Donald Trump ha utilizzato la finestra temporale di quarantun giorni compresa tra il giorno delle elezioni e l’incontro del 14 Dicembre con il Collegio Elettorale per mantenere un suo controllo sul Paese, basandosi sul suo rifiuto di riconoscere la vittoria del concorrente Joe Biden e la propria sconfitta.

Un’ulteriore contingenza avversa per Trump, ma anche per alcuni dei suoi sostenitori, è stata la capitolazione dei Repubblicani nella camera del Senato. Ci sono volute sei settimane, a partire dal giorno delle elezioni, affinché Mitch McConnell, leader della maggioranza al Senato, riconoscesse martedì scorso quanto segue, nelle sue stesse parole: “Il Collegio Elettorale si è pronunciato in via definitiva. Oggi desidero congratularmi con il Presidente eletto Joe Biden”.
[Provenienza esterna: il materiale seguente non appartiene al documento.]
//! Swept movement engine
//!
//! A move advances a collider toward its target in steps of
//! [`RAY_STEP`](crate::consts::RAY_STEP). Every step runs two passes over the
//! mover's leading edges:
//!
//! 1. **Blocking pass** against each layer named in the mover's `block` set,
//!    with strict contact. Any hit ends the move at the last committed step.
//! 2. **Notification pass** against the all-colliders layer, with inclusive
//!    contact, skipping tags in the mover's `ignore` set. The result is diffed
//!    against the touching set of the previous step to raise enter/exit events.
//!
//! The registry lock is held for the whole move. Events are queued, then
//! dispatched on the calling thread after the lock is released.

use std::collections::BTreeSet;
use std::sync::Arc;

use log::{debug, info, warn};

use crate::consts::{MAX_CANDIDATES_PER_STEP, RAY_STEP};
use crate::foundation::math::{Aabb, Vec2, WorldPosition};
use crate::physics::edges::{Contact, LeadingEdges};
use crate::physics::scan::scan_candidates;
use crate::physics::{
    Collider, ColliderId, CollisionError, CollisionHandler, LayerRegistry, RegistryState,
};
use crate::spatial::GridLayer;

/// How a move ended
#[derive(Debug, Clone, Copy, PartialEq, Eq)]
pub enum MoveStatus {
    /// Target equal to the current center; nothing happened
    Unchanged,
    /// The collider reached its target
    Committed,
    /// A blocking layer stopped the collider short of its target
    Blocked,
}

/// Result of a move request
#[derive(Debug, Clone, Copy, PartialEq)]
pub struct MoveOutcome {
    /// Committed center after the move
    pub position: WorldPosition,
    /// How the move ended
    pub status: MoveStatus,
    /// Number of steps committed
    pub steps: usize,
}

impl MoveOutcome {
    fn unchanged(position: WorldPosition) -> Self {
        Self {
            position,
            status: MoveStatus::Unchanged,
            steps: 0,
        }
    }

    /// Check whether a blocking layer stopped the move
    pub fn is_blocked(&self) -> bool {
        self.status == MoveStatus::Blocked
    }

    /// Check whether the collider's center changed
    pub fn moved(&self) -> bool {
        self.steps > 0
    }
}

/// Discretized positions from a start to a target
///
/// Step `i` sits at `start + direction * RAY_STEP * i`, computed from the start
/// so rounding does not accumulate. The last step is exactly the target.
#[derive(Debug, Clone)]
pub struct StepPath {
    start: WorldPosition,
    target: WorldPosition,
    direction: Vec2,
    count: usize,
    next: usize,
}

impl StepPath {
    /// Path from `start` to `target`; empty when they are equal
    #[allow(
        clippy::cast_possible_truncation,
        clippy::cast_sign_loss,
        clippy::cast_precision_loss
    )]
    pub fn new(start: WorldPosition, target: WorldPosition) -> Self {
        let travel = target - start;
        let distance = travel.norm();
        let (direction, count) = if distance > 0.0 {
            (travel / distance, (distance / RAY_STEP).ceil() as usize)
        } else {
            (Vec2::zeros(), 0)
        };

        Self {
            start,
            target,
            direction,
            count,
            next: 0,
        }
    }

    /// Total number of steps
    pub fn step_count(&self) -> usize {
        self.count
    }
}

impl Iterator for StepPath {
    type Item = WorldPosition;

    #[allow(clippy::cast_precision_loss)]
    fn next(&mut self) -> Option<Self::Item> {
        if self.next >= self.count {
            return None;
        }
        self.next += 1;
        if self.next == self.count {
            Some(self.target)
        } else {
            Some(self.start + self.direction * (RAY_STEP * self.next as f32))
        }
    }

    fn size_hint(&self) -> (usize, Option<usize>) {
        let remaining = self.count - self.next;
        (remaining, Some(remaining))
    }
}

impl ExactSizeIterator for StepPath {}

#[derive(Debug, Clone, Copy, PartialEq, Eq)]
enum EventKind {
    Enter,
    Exit,
}

/// Event recorded during a move, resolved once the move is over
#[derive(Debug, Clone, Copy)]
struct PendingEvent {
    kind: EventKind,
    receiver: ColliderId,
    other: ColliderId,
}

/// Event ready for dispatch outside the lock
struct ReadyEvent {
    kind: EventKind,
    handler: Arc<dyn CollisionHandler>,
    other: Collider,
}

#[derive(Default)]
struct EventQueue {
    pending: Vec<PendingEvent>,
}

impl EventQueue {
    fn pair(&mut self, kind: EventKind, mover: ColliderId, other: ColliderId) {
        self.pending.push(PendingEvent { kind, receiver: mover, other });
        self.pending.push(PendingEvent { kind, receiver: other, other: mover });
    }

    /// Snapshot handlers and counterparts as they are after the move
    fn resolve(self, state: &RegistryState) -> Vec<ReadyEvent> {
        self.pending
            .into_iter()
            .filter_map(|event| {
                let receiver = state.collider(event.receiver)?;
                let other = state.collider(event.other)?;
                Some(ReadyEvent {
                    kind: event.kind,
                    handler: Arc::clone(&receiver.handler),
                    other: other.clone(),
                })
            })
            .collect()
    }
}

fn dispatch(events: Vec<ReadyEvent>) {
    for event in events {
        match event.kind {
            EventKind::Enter => event.handler.on_enter(&event.other),
            EventKind::Exit => event.handler.on_exit(&event.other),
        }
    }
}

/// Colliders of `layers` listed in the cells covered by the step's edges
fn gather_candidates<'a>(
    state: &RegistryState,
    layers: impl IntoIterator<Item = &'a GridLayer>,
    edges: &LeadingEdges,
    keep: impl Fn(&Collider) -> bool,
) -> Vec<(ColliderId, Aabb)> {
    let mut seen = BTreeSet::new();
    let mut candidates = Vec::new();

    for layer in layers {
        for bounds in edges.bounds() {
            for id in layer.query(&bounds) {
                if !seen.insert(id) {
                    continue;
                }
                if let Some(collider) = state.collider(id).filter(|c| keep(*c)) {
                    candidates.push((id, collider.aabb()));
                }
            }
        }
    }

    if candidates.len() >= MAX_CANDIDATES_PER_STEP {
        warn!(
            "Saw {} collision candidates in one step, abnormal density",
            candidates.len()
        );
    }
    candidates
}

/// Run a whole move with the registry locked
///
/// `target_of` receives the mover's current center and returns the target, so
/// relative moves are resolved under the same lock.
fn sweep(
    state: &mut RegistryState,
    id: ColliderId,
    target_of: impl FnOnce(WorldPosition) -> WorldPosition,
    parallel_threshold: usize,
) -> Result<(MoveOutcome, EventQueue), CollisionError> {
    let mover = state
        .collider(id)
        .ok_or(CollisionError::ColliderNotFound(id))?
        .clone();
    let start = mover.center();
    let target = target_of(start);

    if !(target.x.is_finite() && target.y.is_finite()) {
        return Err(CollisionError::NonFiniteTarget {
            x: target.x,
            y: target.y,
        });
    }
    if target == start {
        return Ok((MoveOutcome::unchanged(start), EventQueue::default()));
    }

    let start_aabb = mover.aabb();
    let notifies = |other: &Collider| other.id() != id && !mover.ignore().excludes(other.tags());

    let mut touching: BTreeSet<ColliderId> = state
        .all_colliders()
        .query(&start_aabb)
        .into_iter()
        .filter_map(|other| state.collider(other))
        .filter(|other| notifies(*other) && other.aabb().touches(&start_aabb))
        .map(Collider::id)
        .collect();

    let mut block_layers = Vec::new();
    for tag in mover.block().singles() {
        match state.lookup(tag) {
            Ok(layer) => block_layers.push(layer),
            Err(_) => warn!("Collider {:?} blocks on unknown layer {:?}, skipping it", id, tag),
        }
    }

    // Blockers already in contact never raise a second enter when pushed against
    let mut start_contacts = BTreeSet::new();
    // Blockers overlapping the start box only stop steps that push deeper in
    let mut escaping = BTreeSet::new();
    for layer in &block_layers {
        for other in layer.query(&start_aabb).into_iter().filter_map(|o| state.collider(o)) {
            if other.id() == id {
                continue;
            }
            let aabb = other.aabb();
            if aabb.touches(&start_aabb) {
                start_contacts.insert(other.id());
            }
            if aabb.overlaps(&start_aabb) {
                escaping.insert(other.id());
            }
        }
    }

    let mut events = EventQueue::default();
    let mut committed = start;
    let mut steps = 0;
    let mut blocked = false;

    for next in StepPath::new(start, target) {
        let edges = LeadingEdges::for_step(committed, next, mover.width(), mover.height());

        let committed_aabb = mover.aabb_at(committed);
        let next_aabb = mover.aabb_at(next);

        let mut blockers = {
            let candidates = gather_candidates(state, block_layers.iter().copied(), &edges, |other| {
                other.id() != id && !escaping.contains(&other.id())
            });
            scan_candidates(&edges, &candidates, Contact::Penetrate, parallel_threshold)?
        };
        blockers.extend(escaping.iter().copied().filter(|&other| {
            state.collider(other).is_some_and(|c| {
                let aabb = c.aabb();
                aabb.overlap_area(&next_aabb) > aabb.overlap_area(&committed_aabb)
            })
        }));
        if !blockers.is_empty() {
            for &blocker in &blockers {
                if !touching.contains(&blocker) && !start_contacts.contains(&blocker) {
                    events.pair(EventKind::Enter, id, blocker);
                }
            }
            info!("Blocked collider {:?} movement at ({}, {})", id, committed.x, committed.y);
            blocked = true;
            break;
        }

        let mut now_touching: BTreeSet<ColliderId> = {
            let candidates =
                gather_candidates(state, [state.all_colliders()], &edges, |other| notifies(other));
            scan_candidates(&edges, &candidates, Contact::Touch, parallel_threshold)?
                .into_iter()
                .collect()
        };
        now_touching.extend(touching.iter().copied().filter(|&other| {
            state
                .collider(other)
                .is_some_and(|c| c.aabb().touches(&next_aabb))
        }));

        for &gone in touching.difference(&now_touching) {
            events.pair(EventKind::Exit, id, gone);
        }
        for &new in now_touching.difference(&touching) {
            events.pair(EventKind::Enter, id, new);
        }

        touching = now_touching;
        escaping.retain(|&other| {
            state
                .collider(other)
                .is_some_and(|c| c.aabb().overlaps(&next_aabb))
        });
        committed = next;
        steps += 1;
    }

    if steps > 0 {
        state.commit_center(id, committed)?;
    }
    debug!("Moved collider {:?} {} step(s) to ({}, {})", id, steps, committed.x, committed.y);

    let status = if blocked {
        MoveStatus::Blocked
    } else {
        MoveStatus::Committed
    };
    Ok((
        MoveOutcome {
            position: committed,
            status,
            steps,
        },
        events,
    ))
}

impl LayerRegistry {
    fn run_move(
        &self,
        id: ColliderId,
        target_of: impl FnOnce(WorldPosition) -> WorldPosition,
    ) -> Result<MoveOutcome, CollisionError> {
        let mut state = self.lock();
        let (outcome, events) = sweep(&mut state, id, target_of, self.parallel_scan_threshold())?;
        let ready = events.resolve(&state);
        drop(state);

        dispatch(ready);
        Ok(outcome)
    }

    /// Move a collider toward `target`, stopping at the first blocking layer
    ///
    /// Enter/exit handlers run on this thread before the call returns, after
    /// the registry lock has been released.
    pub fn move_collider(
        &self,
        id: ColliderId,
        target: WorldPosition,
    ) -> Result<MoveOutcome, CollisionError> {
        self.run_move(id, |_| target)
    }

    /// Move a collider by `delta` from wherever it is when the lock is taken
    pub fn move_collider_by(&self, id: ColliderId, delta: Vec2) -> Result<MoveOutcome, CollisionError> {
        self.run_move(id, |center| center + delta)
    }

    /// Move toward `target`, sliding along whatever blocks the full move
    ///
    /// When the direct move is blocked, the remaining x displacement is tried
    /// alone, then the remaining y displacement. Each attempt is a complete
    /// move of its own with its own notifications.
    pub fn slide_collider(
        &self,
        id: ColliderId,
        target: WorldPosition,
    ) -> Result<MoveOutcome, CollisionError> {
        let direct = self.move_collider(id, target)?;
        if !direct.is_blocked() {
            return Ok(direct);
        }

        let mut position = direct.position;
        let mut steps = direct.steps;
        let along_x = self.move_collider(id, WorldPosition::new(target.x, position.y))?;
        position = along_x.position;
        steps += along_x.steps;
        let along_y = self.move_collider(id, WorldPosition::new(position.x, target.y))?;
        position = along_y.position;
        steps += along_y.steps;

        let status = if position == target {
            MoveStatus::Committed
        } else {
            MoveStatus::Blocked
        };
        Ok(MoveOutcome {
            position,
            status,
            steps,
        })
    }
}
Il rifiuto di Trump di conformarsi ai dettami della legge elettorale è stato ampiamente considerato dall’opinione pubblica come un messaggio il cui significato implicito era quello di una minaccia con la forza. In aggiunta, un altro atteggiamento del presidente uscente ha destato allarme. Si è trattato nella fattispecie del riferimento esplicito ad una non dimostrata frode elettorale che Trump ha attribuito a città nelle quali la maggioranza della popolazione è Afro-Americana, comprese Detroit (Contea del Wayne), Milwaukee (Contea omonima), Philadelphia (Contea omonima) e Atlanta (Contea di Fulton).

Bob Bauer, uno dei consulenti legali di più lunga esperienza nella campagna elettorale di Biden, ha osservato di fronte ai giornalisti come “il tentativo di criminalizzazione della comunità Afro-Americana mosso da Trump non fosse tanto una semplice intenzione sottilmente mascherata, quanto un comportamento esplicito di straordinarie proporzioni” – aggiungendo la sua considerazione di come “la sfacciataggine dell’ex-presidente sia più che mai evidente”.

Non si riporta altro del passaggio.